### [REQUIRED WORK]
Set down, word for word, the stretch of lines from the one containing "targets, resolves each" to the end of the records below.

____ INFORMATION GIVEN

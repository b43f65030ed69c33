//! Reduces an article page to a minimal `title + body` document.
//!
//! Cleaning runs in four steps over a single arena tree:
//!
//! 1. [`prune`] drops boilerplate subtrees (scripts, styles, forms, comments...).
//! 2. A [`Locate`] rule finds the title and body elements of the page.
//! 3. [`rebuild`] moves them under a fresh `html > head + body` skeleton, substituting
//!    placeholders for whatever was not found.
//! 4. The skeleton is serialized back to bytes.

mod rules;

use std::io;

use html5ever::LocalName;
use log::debug;
use sitegrab_tree::{NodeId, Tree};
use thiserror::Error;

pub use self::rules::{ContentClass, Itemprop};
use crate::html::Html;
use crate::node::{Element, Node, Text};

/// Tags whose whole subtree is dropped by [`prune`].
pub const BOILERPLATE_TAGS: &[&str] = &[
    "script", "style", "meta", "head", "form", "noscript", "img", "noindex", "span",
];

pub const EMPTY_TITLE: &str = "Empty title";
pub const EMPTY_BODY: &str = "Empty body";

#[derive(Debug, Error)]
pub enum ExtractError {
    #[error("cannot parse page: {0}")]
    Parse(#[source] io::Error),

    #[error("cannot serialize cleaned page: {0}")]
    Serialize(#[source] io::Error),
}

/// Title and body elements found by a [`Locate`] rule.
#[derive(Debug, Default, Clone, Copy, PartialEq, Eq)]
pub struct Located {
    pub title: Option<NodeId>,
    pub body: Option<NodeId>,
}

impl Located {
    pub fn is_complete(&self) -> bool {
        self.title.is_some() && self.body.is_some()
    }
}

/// A site-specific way of finding the article title and body in a pruned page.
pub trait Locate: Send + Sync {
    fn locate(&self, html: &Html) -> Located;
}

/// Output of [`rebuild`]. `adopted` holds the located elements that made it into the
/// document, placeholders are not counted.
#[derive(Debug, Clone, Copy, PartialEq, Eq)]
pub struct Rebuilt {
    pub document: NodeId,
    pub adopted: Located,
}

/// Output of [`clean`].
#[derive(Debug, Clone, PartialEq, Eq)]
pub struct Cleaned {
    pub bytes: Vec<u8>,
    pub has_title: bool,
    pub has_body: bool,
}

fn is_boilerplate(node: &Node) -> bool {
    match node {
        Node::Comment(_) => true,
        Node::Element(e) => BOILERPLATE_TAGS.contains(&e.name()),
        _ => false,
    }
}

/// Removes every boilerplate subtree below `from`. Returns the number of removed subtrees.
pub fn prune(tree: &mut Tree<Node>, from: NodeId) -> usize {
    let mut removed = 0;
    let mut worklist = vec![from];

    while let Some(id) = worklist.pop() {
        let children = tree.children(id).collect::<Vec<_>>();
        for child in children {
            if tree.value(child).map_or(false, is_boilerplate) {
                tree.remove(child);
                removed += 1;
            } else {
                worklist.push(child);
            }
        }
    }

    removed
}

/// Builds `<html><head><meta charset="utf-8"><title/></head><body/></html>` out of the located
/// elements, as a new orphan document in the same tree.
///
/// Found elements lose their attributes and are renamed `title` and `body`. Missing ones are
/// replaced by placeholders.
pub fn rebuild(html: &mut Html, located: Located) -> Rebuilt {
    let tree = &mut html.tree;

    // An element cannot be both.
    let title = located.title.filter(|&t| Some(t) != located.body);

    let (title, title_adopted) = adopt(tree, title, local_name!("title"), EMPTY_TITLE);
    let (body, body_adopted) = adopt(tree, located.body, local_name!("body"), EMPTY_BODY);

    let document = tree.orphan(Node::Document);
    let root = tree.append(document, Node::Element(Element::html(local_name!("html"))));
    let head = tree.append(root, Node::Element(Element::html(local_name!("head"))));

    let mut charset = Element::html(local_name!("meta"));
    charset.set_attr("charset", "utf-8");
    tree.append(head, Node::Element(charset));

    tree.append_id(head, title);
    tree.append_id(root, body);

    Rebuilt {
        document,
        adopted: Located {
            title: title_adopted.then_some(title),
            body: body_adopted.then_some(body),
        },
    }
}

/// Detaches `found` and turns it into a bare `name` element, or creates a placeholder. The flag
/// is false for a placeholder.
fn adopt(
    tree: &mut Tree<Node>,
    found: Option<NodeId>,
    name: LocalName,
    placeholder: &str,
) -> (NodeId, bool) {
    if let Some(id) = found {
        if let Some(element) = tree.value_mut(id).and_then(Node::as_element_mut) {
            element.clear_attrs();
            element.rename(name);
            tree.detach(id);
            return (id, true);
        }
    }

    let id = tree.orphan(Node::Element(Element::html(name)));
    tree.append(id, Node::Text(Text::from(placeholder)));
    (id, false)
}

/// Parses `page`, prunes it, locates the article with `rule` and serializes the rebuilt
/// document.
pub fn clean(page: &[u8], rule: &dyn Locate) -> Result<Cleaned, ExtractError> {
    let mut html = Html::from_bytes(page).map_err(ExtractError::Parse)?;

    let root = html.tree.root();
    let pruned = prune(&mut html.tree, root);

    let located = rule.locate(&html);
    debug!(
        "Pruned {} subtrees, title found: {}, body found: {}",
        pruned,
        located.title.is_some(),
        located.body.is_some()
    );

    let Rebuilt { document, adopted } = rebuild(&mut html, located);
    let bytes = html
        .serialize_children(document)
        .map_err(ExtractError::Serialize)?;

    Ok(Cleaned {
        bytes,
        has_title: adopted.title.is_some(),
        has_body: adopted.body.is_some(),
    })
}
//! Durable job queue repository
//!
//! An at-least-once message channel over a SQLite table. Dequeue atomically
//! claims the oldest deliverable job and stamps a lease (visibility
//! timeout); a consumer that crashes or misses its ack simply lets the
//! lease expire, after which the job is redelivered with an incremented
//! delivery count. Consumers must therefore be idempotent, which the worker
//! pool guarantees by checking the attempt's terminal state before acting.

use crate::db::Database;
use crate::error::{BackhaulError, Result};
use crate::models::{BackupJob, Tier, TriggerSource};
use sqlx::Row;
use std::sync::Arc;

/// Repository for the durable job queue
#[derive(Clone, Debug)]
pub struct QueueRepository {
    db: Arc<Database>,
}

impl QueueRepository {
    pub fn new(db: Arc<Database>) -> Self {
        Self { db }
    }

    /// Enqueue a job descriptor for a pending attempt
    pub async fn enqueue(
        &self,
        attempt_id: &str,
        target_id: &str,
        tier: Tier,
        trigger: TriggerSource,
        now: i64,
    ) -> Result<i64> {
        let result = sqlx::query(
            "INSERT INTO jobs (attempt_id, target_id, tier, trigger_source,
                               enqueued_at, available_at)
             VALUES (?, ?, ?, ?, ?, ?)",
        )
        .bind(attempt_id)
        .bind(target_id)
        .bind(tier.as_str())
        .bind(trigger.as_str())
        .bind(now)
        .bind(now)
        .execute(self.db.pool())
        .await
        .map_err(|e| BackhaulError::Database(format!("Failed to enqueue job: {}", e)))?;

        Ok(result.last_insert_rowid())
    }

    /// Claim the oldest deliverable job, stamping a lease
    ///
    /// Returns `None` when nothing is deliverable. The claim is a single
    /// UPDATE so concurrent workers cannot claim the same delivery.
    pub async fn dequeue(&self, now: i64, lease_millis: i64) -> Result<Option<BackupJob>> {
        let row = sqlx::query(
            "UPDATE jobs
             SET lease_expires_at = ?, delivery_count = delivery_count + 1
             WHERE id = (
                 SELECT id FROM jobs
                 WHERE acked = 0
                   AND available_at <= ?
                   AND (lease_expires_at IS NULL OR lease_expires_at <= ?)
                 ORDER BY id
                 LIMIT 1
             )
             RETURNING id, attempt_id, target_id, tier, trigger_source, delivery_count",
        )
        .bind(now + lease_millis)
        .bind(now)
        .bind(now)
        .fetch_optional(self.db.pool())
        .await
        .map_err(|e| BackhaulError::Database(format!("Failed to dequeue job: {}", e)))?;

        let Some(row) = row else {
            return Ok(None);
        };

        let tier: String = row.get("tier");
        let trigger: String = row.get("trigger_source");

        Ok(Some(BackupJob {
            id: row.get("id"),
            attempt_id: row.get("attempt_id"),
            target_id: row.get("target_id"),
            tier: Tier::parse(&tier)?,
            trigger: TriggerSource::parse(&trigger)?,
            delivery_count: row.get("delivery_count"),
        }))
    }

    /// Acknowledge a delivery, removing the job from circulation
    pub async fn ack(&self, job_id: i64) -> Result<()> {
        sqlx::query("UPDATE jobs SET acked = 1 WHERE id = ?")
            .bind(job_id)
            .execute(self.db.pool())
            .await
            .map_err(|e| BackhaulError::Database(format!("Failed to ack job: {}", e)))?;

        Ok(())
    }

    /// Acknowledge every outstanding job for an attempt (watchdog path)
    pub async fn ack_for_attempt(&self, attempt_id: &str) -> Result<()> {
        sqlx::query("UPDATE jobs SET acked = 1 WHERE attempt_id = ? AND acked = 0")
            .bind(attempt_id)
            .execute(self.db.pool())
            .await
            .map_err(|e| BackhaulError::Database(format!("Failed to ack jobs: {}", e)))?;

        Ok(())
    }

    /// Whether an unacked job exists for the attempt
    ///
    /// Used by the watchdog to distinguish "enqueue never happened" from
    /// "job is still circulating".
    pub async fn has_live_job(&self, attempt_id: &str) -> Result<bool> {
        let row = sqlx::query("SELECT COUNT(*) as count FROM jobs WHERE attempt_id = ? AND acked = 0")
            .bind(attempt_id)
            .fetch_one(self.db.pool())
            .await
            .map_err(|e| BackhaulError::Database(format!("Failed to query jobs: {}", e)))?;

        let count: i64 = row.get("count");
        Ok(count > 0)
    }

    /// Number of unacked jobs
    pub async fn outstanding_count(&self) -> Result<i64> {
        let row = sqlx::query("SELECT COUNT(*) as count FROM jobs WHERE acked = 0")
            .fetch_one(self.db.pool())
            .await
            .map_err(|e| BackhaulError::Database(format!("Failed to count jobs: {}", e)))?;

        Ok(row.get("count"))
    }
}
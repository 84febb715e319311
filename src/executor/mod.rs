//! Dump executor contract
//!
//! The worker pool is engine-agnostic: it hands an executor the connection
//! parameters and receives a byte stream plus a format extension. Engine
//! specifics (pg_dump vs mysqldump argument shapes) live behind this seam.

mod command;
pub mod stub;

use async_trait::async_trait;
use std::collections::HashMap;
use std::sync::Arc;
use tokio::io::AsyncRead;

use crate::error::BackhaulError;
use crate::models::{Credentials, Engine, FailureKind};

pub use command::CommandExecutor;

/// Connection parameters for one dump execution
#[derive(Debug, Clone)]
pub struct DumpRequest {
    pub engine: Engine,
    pub database: String,
    pub credentials: Credentials,
}

/// Result of a dump execution: a byte stream and its format extension
pub struct DumpOutput {
    pub stream: Box<dyn AsyncRead + Send + Unpin>,
    /// File extension without a leading dot, e.g. "sql" or "archive"
    pub format: String,
}

impl DumpOutput {
    pub fn from_bytes(data: Vec<u8>, format: impl Into<String>) -> Self {
        Self {
            stream: Box::new(std::io::Cursor::new(data)),
            format: format.into(),
        }
    }
}

impl std::fmt::Debug for DumpOutput {
    fn fmt(&self, f: &mut std::fmt::Formatter<'_>) -> std::fmt::Result {
        f.debug_struct("DumpOutput")
            .field("format", &self.format)
            .finish_non_exhaustive()
    }
}

/// A classified executor failure
///
/// Executors know why they failed; carrying the kind here lets the worker
/// record it on the attempt without sniffing message strings.
#[derive(Debug, Clone)]
pub struct DumpError {
    pub kind: FailureKind,
    pub message: String,
}

impl DumpError {
    pub fn new(kind: FailureKind, message: impl Into<String>) -> Self {
        Self {
            kind,
            message: message.into(),
        }
    }
}

impl std::fmt::Display for DumpError {
    fn fmt(&self, f: &mut std::fmt::Formatter<'_>) -> std::fmt::Result {
        write!(f, "{}: {}", self.kind, self.message)
    }
}

impl std::error::Error for DumpError {}

impl From<DumpError> for BackhaulError {
    fn from(err: DumpError) -> Self {
        BackhaulError::Execution(err.to_string())
    }
}

/// Pluggable dump executor
#[async_trait]
pub trait DumpExecutor: Send + Sync {
    async fn execute(&self, request: &DumpRequest) -> Result<DumpOutput, DumpError>;
}

/// Maps engine kinds to their executors
#[derive(Clone, Default)]
pub struct ExecutorRegistry {
    executors: HashMap<Engine, Arc<dyn DumpExecutor>>,
}

impl ExecutorRegistry {
    pub fn new() -> Self {
        Self::default()
    }

    /// Registry with the command executor wired for every known engine
    pub fn with_command_executors() -> Self {
        let mut registry = Self::new();
        for engine in [
            Engine::Postgres,
            Engine::MySql,
            Engine::MariaDb,
            Engine::MongoDb,
            Engine::Redis,
        ] {
            registry.register(engine, Arc::new(CommandExecutor::for_engine(engine)));
        }
        registry
    }

    pub fn register(&mut self, engine: Engine, executor: Arc<dyn DumpExecutor>) {
        self.executors.insert(engine, executor);
    }

    pub fn get(&self, engine: Engine) -> Result<Arc<dyn DumpExecutor>, DumpError> {
        self.executors.get(&engine).cloned().ok_or_else(|| {
            DumpError::new(
                FailureKind::ToolMissing,
                format!("No executor registered for engine {}", engine),
            )
        })
    }
}

impl std::fmt::Debug for ExecutorRegistry {
    fn fmt(&self, f: &mut std::fmt::Formatter<'_>) -> std::fmt::Result {
        f.debug_struct("ExecutorRegistry")
            .field("engines", &self.executors.keys().collect::<Vec<_>>())
            .finish()
    }
}
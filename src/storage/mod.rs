//! Object storage backends

pub mod filesystem;

use async_trait::async_trait;
use bytes::Bytes;

use crate::error::Result;

pub use filesystem::FilesystemStore;

/// Object storage trait
///
/// Artifacts live under deterministic keys of the form
/// `{engine}/{target_id}/{timestamp}.{format}`. Backends treat keys as
/// opaque slash-separated paths.
#[async_trait]
pub trait ObjectStore: Send + Sync {
    /// Store content under the given key
    async fn put(&self, key: &str, content: Bytes) -> Result<()>;

    /// Retrieve content by key
    async fn get(&self, key: &str) -> Result<Bytes>;

    /// Check whether a key exists
    async fn exists(&self, key: &str) -> Result<bool>;

    /// Delete content by key
    async fn delete(&self, key: &str) -> Result<()>;
}
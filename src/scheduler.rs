//! Schedule evaluator and stale-attempt watchdog
//!
//! On every tick the evaluator walks the enabled targets, resolves each
//! target's effective policy, asks the tier clock which tiers are due, and
//! for each due tier inserts a `pending` attempt before enqueuing its job.
//! Targets are evaluated in isolation: one target's configuration error or
//! database hiccup is logged and skipped, never propagated out of the tick.
//!
//! The watchdog repairs the two crash windows the pipeline has: a `pending`
//! attempt whose job never reached the queue is re-enqueued, and an
//! `in_progress` attempt that outlived the execution timeout is failed as
//! timed out and its job acked.

use std::sync::Arc;
use std::time::Duration;

use chrono::{DateTime, TimeZone, Utc};
use tracing::{debug, error, info, warn};

use crate::error::Result;
use crate::models::{BackupAttempt, FailureKind, Target, Tier, TriggerSource};
use crate::repositories::{AttemptRepository, QueueRepository, TargetRepository};
use crate::resolver::PolicyResolver;
use crate::shutdown::ShutdownCoordinator;
use crate::tier;

/// Outcome of one evaluator tick
#[derive(Debug, Clone, Copy, Default, PartialEq, Eq)]
pub struct TickSummary {
    /// Enabled targets considered
    pub targets_seen: usize,
    /// Attempts inserted and enqueued
    pub attempts_scheduled: usize,
    /// Targets skipped because resolution or evaluation failed
    pub targets_skipped: usize,
}

/// Outcome of one watchdog pass
#[derive(Debug, Clone, Copy, Default, PartialEq, Eq)]
pub struct ReapSummary {
    /// Pending attempts re-enqueued
    pub requeued: usize,
    /// In-progress attempts failed as timed out
    pub timed_out: usize,
}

________

### [YOUR SOLUTION]
//! On every tick the evaluator walks the enabled targets, resolves each
//! target's effective policy, asks the tier clock which tiers are due, and
//! for each due tier inserts a `pending` attempt before enqueuing its job.
//! Targets are evaluated in isolation: one target's configuration error or
//! database hiccup is logged and skipped, never propagated out of the tick.
//!
//! The watchdog repairs the two crash windows the pipeline has: a `pending`
//! attempt whose job never reached the queue is re-enqueued, and an
//! `in_progress` attempt that outlived the execution timeout is failed as
//! timed out and its job acked.

use std::sync::Arc;
use std::time::Duration;

use chrono::{DateTime, TimeZone, Utc};
use tracing::{debug, error, info, warn};

use crate::error::Result;
use crate::models::{BackupAttempt, FailureKind, Target, Tier, TriggerSource};
use crate::repositories::{AttemptRepository, QueueRepository, TargetRepository};
use crate::resolver::PolicyResolver;
use crate::shutdown::ShutdownCoordinator;
use crate::tier;

/// Outcome of one evaluator tick
#[derive(Debug, Clone, Copy, Default, PartialEq, Eq)]
pub struct TickSummary {
    /// Enabled targets considered
    pub targets_seen: usize,
    /// Attempts inserted and enqueued
    pub attempts_scheduled: usize,
    /// Targets skipped because resolution or evaluation failed
    pub targets_skipped: usize,
}

/// Outcome of one watchdog pass
#[derive(Debug, Clone, Copy, Default, PartialEq, Eq)]
pub struct ReapSummary {
    /// Pending attempts re-enqueued
    pub requeued: usize,
    /// In-progress attempts failed as timed out
    pub timed_out: usize,
}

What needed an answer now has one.